Missailidis, Daniel, Annesley, Sarah J, Allan, Claire Y et al. · International journal of molecular sciences · 2020 · DOI
Researchers studied the energy-producing structures (mitochondria) in blood cells from ME/CFS patients and found a specific problem: the cells have difficulty using a protein complex called Complex V that normally makes ATP, the body's energy currency. To compensate, the cells turn up their other energy-making machinery, which keeps ATP levels normal while resting but may leave the cells exhausted when they need to produce extra energy quickly—similar to running a car engine at maximum capacity just to maintain normal speed.

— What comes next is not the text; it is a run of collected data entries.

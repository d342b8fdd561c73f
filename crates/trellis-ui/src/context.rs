//! Shared handle passed to every widget constructor.

use std::fmt;
use std::sync::Arc;

use trellis_core::{Config, Document};

use crate::element::Element;
use crate::msg::{DefaultMessages, MessageSource};

/// Everything a widget needs from its environment.
///
/// Cloning is cheap; all fields are reference counted.
#[derive(Clone)]
pub struct UiContext {
    document: Arc<dyn Document>,
    config: Arc<Config>,
    messages: Arc<dyn MessageSource>,
}

impl UiContext {
    /// Create a context with the default configuration and English messages.
    pub fn new(document: Arc<dyn Document>) -> Self {
        Self {
            document,
            config: Arc::new(Config::default()),
            messages: Arc::new(DefaultMessages),
        }
    }

    pub fn with_config(mut self, config: Config) -> Self {
        self.config = Arc::new(config);
        self
    }

    pub fn with_messages(mut self, messages: Arc<dyn MessageSource>) -> Self {
        self.messages = messages;
        self
    }

    pub fn document(&self) -> &Arc<dyn Document> {
        &self.document
    }

    pub fn config(&self) -> &Config {
        &self.config
    }

    /// Create a detached element owned by the caller.
    pub fn create(&self, tag: &str) -> Element {
        Element::new(self.document.clone(), tag)
    }

    /// Resolve a message key, substituting `$1..$n` with `params`.
    pub fn msg(&self, key: &str, params: &[&str]) -> String {
        crate::msg::resolve(self.messages.as_ref(), key, params)
    }
}

impl fmt::Debug for UiContext {
    fn fmt(&self, f: &mut fmt::Formatter<'_>) -> fmt::Result {
        f.debug_struct("UiContext")
            .field("config", &self.config)
            .finish_non_exhaustive()
    }
}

This study identifies a specific mitochondrial defect in ME/CFS patients—Complex V inefficiency—and explains a potential mechanism for post-exertional malaise: cells may be unable to meet acute energy demands because their compensatory pathways are already maximally activated at rest. Understanding this molecular abnormality could guide development of targeted treatments and validates the long-suspected role of mitochondrial dysfunction in ME/CFS pathology.
This study does not prove that Complex V deficiency causes ME/CFS or that it occurs in all patients, as it examined only immortalized lymphoblasts from a single timepoint. The findings correlate with ME/CFS diagnosis but cannot establish causation or demonstrate whether this defect is primary, secondary, or tissue-specific. Additionally, the study does not show whether correcting Complex V function would improve patient symptoms.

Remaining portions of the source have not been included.